BRIEF DESCRIPTION OF THE DRAWINGS
[0013] FIGS. 1 and 2 are flowcharts of methods according to the
present invention.
[0014] FIG. 3 is a block diagram of an information services system
that can be used to implement the present invention.
[0015] FIG. 4 is a block diagram of telephone that can be used to
implement the present invention.
DETAILED DESCRIPTION OF THE INVENTION
[0016] The present invention may be implemented in many different
ways and in many different types of systems. In all cases, a system
implementing the present invention receives an audio signal that
includes a name of a location or communication network and numbers
spoken by a user. The name and numbers may be spoken together or
separately in a prompt and response format and the location itself
may require more than one prompt, e.g., when a city is spoken and
the system recognizes that city name can be found in more than one
country or state.

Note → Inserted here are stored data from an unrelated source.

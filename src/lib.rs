// src/lib.rs

//! rlaunch - thread-backed task launching with settle-once handles.
//!
//! Three ways to start a task, each returning a [`Handle`]:
//!
//! * [`launch`] runs a callable on a new thread right away.
//! * [`launch_after`] runs it once a delay has elapsed.
//! * [`launch_with_timeout`] races it against a timer; whichever finishes
//!   first settles the handle and the other's result is discarded.
//!
//! A handle settles exactly once. Reading it again, from any clone, always
//! returns that first outcome.
//!
//! ```
//! use std::time::Duration;
//!
//! let quick = rlaunch::launch_with_timeout(Duration::from_secs(2), || Ok::<_, String>(7)).unwrap();
//! assert_eq!(quick.wait(), Ok(&7));
//!
//! let slow = rlaunch::launch_with_timeout(Duration::from_millis(20), || {
//!   std::thread::sleep(Duration::from_millis(200));
//!   Ok::<_, String>(42)
//! })
//! .unwrap();
//! assert!(slow.wait().unwrap_err().is_timeout());
//! ```

/// Defines the launch and task error types.
pub mod error;
/// The `Launcher`, its options and statistics.
pub mod launcher;
/// Thread bookkeeping and lifecycle events.
pub mod runtime;
/// Task identity, the outcome cell and the caller-facing `Handle`.
pub mod task;

pub use error::{LaunchError, ShutdownError, TaskError};
pub use launcher::{Launcher, LauncherOptions, LauncherStats};
pub use runtime::{OutcomeKind, TaskEvent, TaskMonitor, ThreadRole};
pub use task::{Handle, Outcome, Settled, TaskId, TaskKind};

use once_cell::sync::Lazy;
use std::time::Duration;

static DEFAULT_LAUNCHER: Lazy<Launcher> = Lazy::new(Launcher::new);

/// The process-wide launcher behind the free functions, created on first use.
pub fn default_launcher() -> &'static Launcher {
  &DEFAULT_LAUNCHER
}

/// Runs `f` on a new thread of the default launcher.
/// See [`Launcher::launch`].
pub fn launch<T, E, F>(f: F) -> Result<Handle<T, E>, LaunchError>
where
  F: FnOnce() -> Result<T, E> + Send + 'static,
  T: Send + Sync + 'static,
  E: Send + Sync + 'static,
{
  DEFAULT_LAUNCHER.launch(f)
}

/// Runs `f` on the default launcher once `delay` has elapsed.
/// See [`Launcher::launch_after`].
pub fn launch_after<T, E, F>(delay: Duration, f: F) -> Result<Handle<T, E>, LaunchError>
where
  F: FnOnce() -> Result<T, E> + Send + 'static,
  T: Send + Sync + 'static,
  E: Send + Sync + 'static,
{
  DEFAULT_LAUNCHER.launch_after(delay, f)
}

/// Races `f` against a `timeout` timer on the default launcher.
/// See [`Launcher::launch_with_timeout`].
pub fn launch_with_timeout<T, E, F>(timeout: Duration, f: F) -> Result<Handle<T, E>, LaunchError>
where
  F: FnOnce() -> Result<T, E> + Send + 'static,
  T: Send + Sync + 'static,
  E: Send + Sync + 'static,
{
  DEFAULT_LAUNCHER.launch_with_timeout(timeout, f)
}

// --- Top-Level Library Information Functions ---

const VERSION_MAJOR: i32 = 0;
const VERSION_MINOR: i32 = 1;
const VERSION_PATCH: i32 = 0;

/// Returns the library version as a tuple (major, minor, patch).
///
/// # Examples
///
/// ```
/// let (major, minor, patch) = rlaunch::version();
/// println!("rlaunch version: {}.{}.{}", major, minor, patch);
/// ```
pub fn version() -> (i32, i32, i32) {
  (VERSION_MAJOR, VERSION_MINOR, VERSION_PATCH)
}
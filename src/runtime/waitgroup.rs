// src/runtime/waitgroup.rs

use parking_lot::{Condvar, Mutex};
use std::sync::atomic::{AtomicUsize, Ordering};
use std::sync::Arc;
use std::time::{Duration, Instant};

/// A blocking WaitGroup, similar to Go's `sync.WaitGroup`, counting the
/// launcher's live threads.
///
/// Slots are reserved (`add`/`try_add`) before a thread is spawned and
/// released (`done`) when it exits, so `wait_timeout` observes every thread
/// that was ever admitted.
#[derive(Debug, Clone)]
pub(crate) struct WaitGroup {
  inner: Arc<Inner>,
}

#[derive(Debug)]
struct Inner {
  count: AtomicUsize,
  lock: Mutex<()>,
  zero: Condvar,
}

impl WaitGroup {
  pub fn new() -> Self {
    Self {
      inner: Arc::new(Inner {
        count: AtomicUsize::new(0),
        lock: Mutex::new(()),
        zero: Condvar::new(),
      }),
    }
  }

  pub fn add(&self, delta: usize) {
    if delta == 0 {
      return;
    }
    let old_count = self.inner.count.fetch_add(delta, Ordering::AcqRel);
    if old_count == 0 {
      tracing::trace!(delta, new_count = delta, "WaitGroup count increased from zero");
    }
  }

  /// Adds `delta` unless the count would exceed `limit`. Returns whether the
  /// slots were reserved.
  pub fn try_add(&self, delta: usize, limit: usize) -> bool {
    self
      .inner
      .count
      .fetch_update(Ordering::AcqRel, Ordering::Acquire, |current| {
        current.checked_add(delta).filter(|next| *next <= limit)
      })
      .is_ok()
  }

  /// Decrements the counter by one, waking waiters when it reaches zero.
  ///
  /// Panics if the counter would drop below zero.
  pub fn done(&self) {
    let old_count = self.inner.count.fetch_sub(1, Ordering::AcqRel);

    if old_count == 0 {
      self.inner.count.fetch_add(1, Ordering::Relaxed);
      panic!("WaitGroup::done() called when count was already zero!");
    } else if old_count == 1 {
      let _guard = self.inner.lock.lock();
      self.inner.zero.notify_all();
      tracing::trace!("WaitGroup count reached zero, notifying waiters");
    }
  }

  /// Blocks until the counter is zero or `timeout` elapses. Returns `true`
  /// if the counter reached zero.
  pub fn wait_timeout(&self, timeout: Duration) -> bool {
    if self.inner.count.load(Ordering::Acquire) == 0 {
      return true;
    }
    let deadline = Instant::now().checked_add(timeout);
    let mut guard = self.inner.lock.lock();
    loop {
      if self.inner.count.load(Ordering::Acquire) == 0 {
        return true;
      }
      let Some(deadline) = deadline else {
        self.inner.zero.wait(&mut guard);
        continue;
      };
      if self.inner.zero.wait_until(&mut guard, deadline).timed_out() {
        return self.inner.count.load(Ordering::Acquire) == 0;
      }
    }
  }

  pub fn get_count(&self) -> usize {
    self.inner.count.load(Ordering::Acquire)
  }
}
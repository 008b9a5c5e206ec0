use crate::cli::BurstArgs;
use crate::commands::SHUTDOWN_GRACE;

use anyhow::{Context, Result};
use rand::Rng;
use rlaunch::{LaunchError, Launcher, LauncherOptions};
use std::thread;
use std::time::{Duration, Instant};

pub fn run(args: BurstArgs) -> Result<()> {
  let mut options = LauncherOptions::default().with_thread_name_prefix("burst");
  if let Some(limit) = args.max_threads {
    options = options.with_max_live_threads(limit);
  }
  let launcher = Launcher::with_options(options);
  let timeout = Duration::from_millis(args.timeout_ms);
  let mut rng = rand::rng();

  let start = Instant::now();
  let mut handles = Vec::with_capacity(args.tasks);
  let mut rejected = 0usize;
  for _ in 0..args.tasks {
    let work = Duration::from_millis(rng.random_range(0..=args.max_work_ms));
    let launched = launcher.launch_with_timeout(timeout, move || {
      thread::sleep(work);
      Ok::<_, String>(work)
    });
    match launched {
      Ok(handle) => handles.push(handle),
      Err(LaunchError::ResourceLimitReached { .. }) => rejected += 1,
      Err(e) => return Err(e).context("Failed to launch job"),
    }
  }

  for handle in &handles {
    let _ = handle.wait();
  }
  let settled_in = start.elapsed();

  launcher
    .shutdown(SHUTDOWN_GRACE)
    .context("Abandoned jobs did not finish")?;

  let stats = launcher.stats();
  println!("launched:    {}", stats.launched);
  println!("rejected:    {}", rejected);
  println!("completed:   {}", stats.completed);
  println!("timed out:   {}", stats.timed_out);
  println!("claims lost: {}", stats.claims_lost);
  println!("all settled in {:?}", settled_in);
  Ok(())
}
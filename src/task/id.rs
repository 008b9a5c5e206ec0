// src/task/id.rs

use std::fmt;
use std::sync::atomic::{AtomicU64, Ordering};
use std::time::Duration;

/// Process-unique identifier of a launched task.
///
/// IDs are handed out from a single counter starting at 1 and are never
/// reused. They appear in thread names, log fields and `TaskEvent`s.
#[derive(Clone, Copy, Debug, Hash, Eq, PartialEq, PartialOrd, Ord)]
pub struct TaskId(u64);

impl TaskId {
  pub(crate) fn next() -> Self {
    static COUNTER: AtomicU64 = AtomicU64::new(1);
    Self(COUNTER.fetch_add(1, Ordering::Relaxed))
  }

  pub fn as_u64(&self) -> u64 {
    self.0
  }
}

impl fmt::Display for TaskId {
  fn fmt(&self, f: &mut fmt::Formatter<'_>) -> fmt::Result {
    self.0.fmt(f)
  }
}

/// Which entry point started a task.
#[derive(Clone, Copy, Debug, PartialEq, Eq)]
pub enum TaskKind {
  /// `launch`: runs as soon as its thread is scheduled.
  Immediate,
  /// `launch_after`: the worker sleeps for the delay before running.
  Delayed(Duration),
  /// `launch_with_timeout`: raced against a timer of this length.
  Timed(Duration),
}

impl TaskKind {
  /// Number of threads a task of this kind occupies.
  pub(crate) fn thread_count(&self) -> usize {
    match self {
      TaskKind::Timed(_) => 2,
      TaskKind::Immediate | TaskKind::Delayed(_) => 1,
    }
  }
}
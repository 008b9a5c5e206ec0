use crate::cli::RaceArgs;
use crate::commands::SHUTDOWN_GRACE;

use anyhow::{Context, Result};
use rlaunch::{Launcher, TaskError};
use std::thread;
use std::time::{Duration, Instant};

pub fn run(args: RaceArgs) -> Result<()> {
  let launcher = Launcher::new();
  let timeout = Duration::from_millis(args.timeout_ms);
  let work = Duration::from_millis(args.work_ms);
  let (value, fail) = (args.value, args.fail);

  let start = Instant::now();
  let handle = launcher
    .launch_with_timeout(timeout, move || {
      thread::sleep(work);
      if fail {
        Err(format!("job failed after {:?}", work))
      } else {
        Ok(value)
      }
    })
    .context("Failed to launch job")?;

  match handle.wait() {
    Ok(v) => println!("value {} after {:?}", v, start.elapsed()),
    Err(TaskError::Timeout(t)) => println!("timed out after {:?} (limit {:?})", start.elapsed(), t),
    Err(e) => println!("{} after {:?}", e, start.elapsed()),
  }

  // The abandoned job, if any, still owns a thread; wait for it before exiting.
  launcher
    .shutdown(SHUTDOWN_GRACE)
    .context("Abandoned job did not finish")?;
  Ok(())
}
// src/runtime/registry.rs

use crate::runtime::ThreadRole;
use crate::task::TaskId;

use parking_lot::Mutex;
use std::thread::JoinHandle;

#[derive(Debug)]
struct TrackedThread {
  task_id: TaskId,
  role: ThreadRole,
  handle: JoinHandle<()>,
}

/// Owns the `JoinHandle` of every thread a launcher spawned until the
/// thread has finished and been joined. No launcher thread is ever detached.
#[derive(Debug, Default)]
pub(crate) struct ThreadRegistry {
  threads: Mutex<Vec<TrackedThread>>,
}

impl ThreadRegistry {
  pub fn new() -> Self {
    Self::default()
  }

  pub fn insert(&self, task_id: TaskId, role: ThreadRole, handle: JoinHandle<()>) {
    self.threads.lock().push(TrackedThread { task_id, role, handle });
  }

  /// Joins every thread that has already finished. Returns how many were joined.
  ///
  /// Never blocks on a running thread: only handles reporting
  /// `is_finished()` are joined.
  pub fn reap(&self) -> usize {
    let finished: Vec<TrackedThread> = {
      let mut threads = self.threads.lock();
      let mut finished = Vec::new();
      let mut i = 0;
      while i < threads.len() {
        if threads[i].handle.is_finished() {
          finished.push(threads.swap_remove(i));
        } else {
          i += 1;
        }
      }
      finished
    };

    let reaped = finished.len();
    for tracked in finished {
      if tracked.handle.join().is_err() {
        // Task panics are caught inside the thread; this is a panic in the
        // launcher's own bookkeeping.
        tracing::warn!(
          task_id = %tracked.task_id,
          role = %tracked.role,
          "Launcher thread terminated by a panic"
        );
      }
    }
    if reaped > 0 {
      tracing::trace!(reaped, "Reaped finished launcher threads");
    }
    reaped
  }

  /// Joins every tracked thread, blocking on those still running.
  ///
  /// Only call once the launcher's WaitGroup is at zero; otherwise this
  /// waits on arbitrary user callables.
  pub fn join_all(&self) -> usize {
    let threads = std::mem::take(&mut *self.threads.lock());
    let joined = threads.len();
    for tracked in threads {
      if tracked.handle.join().is_err() {
        tracing::warn!(
          task_id = %tracked.task_id,
          role = %tracked.role,
          "Launcher thread terminated by a panic"
        );
      }
    }
    joined
  }

  /// Number of threads spawned but not yet reaped.
  pub fn len(&self) -> usize {
    self.threads.lock().len()
  }
}

#[cfg(test)]
mod tests {
  use super::*;
  use std::sync::mpsc;
  use std::thread;
  use std::time::{Duration, Instant};

  #[test]
  fn reap_joins_only_finished_threads() {
    let registry = ThreadRegistry::new();
    let (release_tx, release_rx) = mpsc::channel::<()>();

    registry.insert(TaskId::next(), ThreadRole::Worker, thread::spawn(|| {}));
    registry.insert(
      TaskId::next(),
      ThreadRole::Timer,
      thread::spawn(move || {
        let _ = release_rx.recv();
      }),
    );

    let deadline = Instant::now() + Duration::from_secs(5);
    while registry.reap() == 0 && Instant::now() < deadline {
      thread::sleep(Duration::from_millis(1));
    }
    assert_eq!(registry.len(), 1);

    release_tx.send(()).unwrap();
    while registry.len() > 0 && Instant::now() < deadline {
      registry.reap();
      thread::sleep(Duration::from_millis(1));
    }
    assert_eq!(registry.len(), 0);
  }
}
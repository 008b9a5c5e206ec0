use crate::cli::DelayArgs;
use crate::commands::SHUTDOWN_GRACE;

use anyhow::{Context, Result};
use rlaunch::Launcher;
use std::time::{Duration, Instant};

pub fn run(args: DelayArgs) -> Result<()> {
  let launcher = Launcher::new();
  let delay = Duration::from_millis(args.delay_ms);

  let requested = Instant::now();
  let handle = launcher
    .launch_after(delay, move || Ok::<_, String>(requested.elapsed()))
    .context("Failed to launch delayed job")?;
  println!("launch_after returned in {:?}", requested.elapsed());

  match handle.wait() {
    Ok(started) => println!("job started {:?} after request (delay {:?})", started, delay),
    Err(e) => println!("delayed job: {}", e),
  }

  launcher.shutdown(SHUTDOWN_GRACE).context("Delayed job did not exit")?;
  Ok(())
}
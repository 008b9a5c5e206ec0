// src/launcher/worker.rs

//! Bodies of the two kinds of launcher thread.

use crate::error::{panic_message, TaskError};
use crate::task::{TaskCell, TaskResult};

use std::panic::{self, AssertUnwindSafe};
use std::thread;
use std::time::{Duration, Instant};

/// Invokes the callable, converting an `Err` into `TaskError::Failed` and a
/// panic into `TaskError::Panicked`.
pub(crate) fn run_task<T, E, F>(f: F) -> TaskResult<T, E>
where
  F: FnOnce() -> Result<T, E>,
{
  match panic::catch_unwind(AssertUnwindSafe(f)) {
    Ok(Ok(value)) => Ok(value),
    Ok(Err(err)) => Err(TaskError::Failed(err)),
    Err(payload) => Err(TaskError::Panicked(panic_message(payload.as_ref()))),
  }
}

/// Sleeps until `deadline` on the monotonic clock. Spurious early wake-ups
/// go back to sleep, so this never returns before `deadline`.
///
/// `None` is a deadline beyond what `Instant` can represent; it never passes.
pub(crate) fn sleep_until(deadline: Option<Instant>) {
  let Some(deadline) = deadline else {
    loop {
      thread::park();
    }
  };
  loop {
    let now = Instant::now();
    if now >= deadline {
      return;
    }
    thread::sleep(deadline - now);
  }
}

/// Timer side of a timeout race. Waits on the cell until `deadline`; if the
/// cell is still pending then, returns the `Timeout` result to settle with.
///
/// Returns `None` when the worker settled first, so the timer thread exits as
/// soon as the race is decided instead of sleeping out the full timeout.
/// Without a deadline the timer only waits for the worker.
pub(crate) fn await_deadline<T, E>(
  cell: &TaskCell<T, E>,
  timeout: Duration,
  deadline: Option<Instant>,
) -> Option<TaskResult<T, E>> {
  let Some(deadline) = deadline else {
    cell.wait();
    return None;
  };
  match cell.wait_until(deadline) {
    Some(_) => None,
    None => Some(Err(TaskError::Timeout(timeout))),
  }
}
// src/launcher/options.rs

use crate::runtime::DEFAULT_EVENT_BUS_CAPACITY;

/// Prefix of every launcher thread name; the full name is
/// `{prefix}-{task_id}-{worker|timer}`.
pub const DEFAULT_THREAD_NAME_PREFIX: &str = "rlaunch";

/// Configuration for a [`Launcher`](super::Launcher).
#[derive(Debug, Clone, PartialEq, Eq)]
pub struct LauncherOptions {
  pub thread_name_prefix: String,
  /// Stack size for launcher threads. `None` uses the platform default.
  pub stack_size: Option<usize>,
  /// Upper bound on threads alive at once (a timed task counts twice).
  /// Launches beyond it fail with `LaunchError::ResourceLimitReached`.
  /// `None` means unbounded.
  pub max_live_threads: Option<usize>,
  /// Capacity of the lifecycle event bus read by `Launcher::monitor`.
  pub event_capacity: usize,
}

impl Default for LauncherOptions {
  fn default() -> Self {
    Self {
      thread_name_prefix: DEFAULT_THREAD_NAME_PREFIX.to_string(),
      stack_size: None,
      max_live_threads: None,
      event_capacity: DEFAULT_EVENT_BUS_CAPACITY,
    }
  }
}

impl LauncherOptions {
  pub fn with_thread_name_prefix(mut self, prefix: impl Into<String>) -> Self {
    self.thread_name_prefix = prefix.into();
    self
  }

  pub fn with_stack_size(mut self, bytes: usize) -> Self {
    self.stack_size = Some(bytes);
    self
  }

  pub fn with_max_live_threads(mut self, limit: usize) -> Self {
    self.max_live_threads = Some(limit);
    self
  }

  pub fn with_event_capacity(mut self, capacity: usize) -> Self {
    self.event_capacity = capacity.max(1);
    self
  }
}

For example, when the system is prepared to
receive instructions from the user, the user may say, "call Germany
54 90 75 60" or "call Munich Germany 907560". When a series of
prompts and responses is used to input the location and numbers,
the audio signal may be stored by the system in separate files, but
since the information is related it will be referred to herein as
simply an audio signal.
[0017] In addition to being easier for a speech recognition system
to recognize, names of countries, cities and communication networks
are easier for users to remember. Also, international calling is
not merely a matter of dialing country codes. If the dialing system
is a mobile phone used in different countries or a call processing
center that receives calls originating from different countries,
different strings of digits may be required to call the same
location, depending on where the call originates. It is possible
for a dialing system to determine the appropriate prefix, so that a
user can simply say "call Munich . . . " regardless of whether the
user is in France or Germany.
[0018] The preferred embodiment of the present invention uses a
speech recognition system controlled by a grammar. Some examples of
commercially available speech recognition systems that are
controlled by grammars are Speechworks from Speechworks
International, Inc. of Boston, Mass.; Nuance from Nuance of Menlo
Park, Calif. and Philips Speech Processing available from Royal
Philips Electronics N.V. in Vienna, Austria. The grammars may be
stored in a database that is accessed by the program represented by
the flowchart illustrated in FIG. 1. This helps provide easy
scalability that is one of the benefits of the present invention.
The database may be quite small and simple when implemented in a
mobile telephone as described below with reference to FIG. 4, or
large and sophisticated when implemented in an information services
system as described below with reference to FIG. 3.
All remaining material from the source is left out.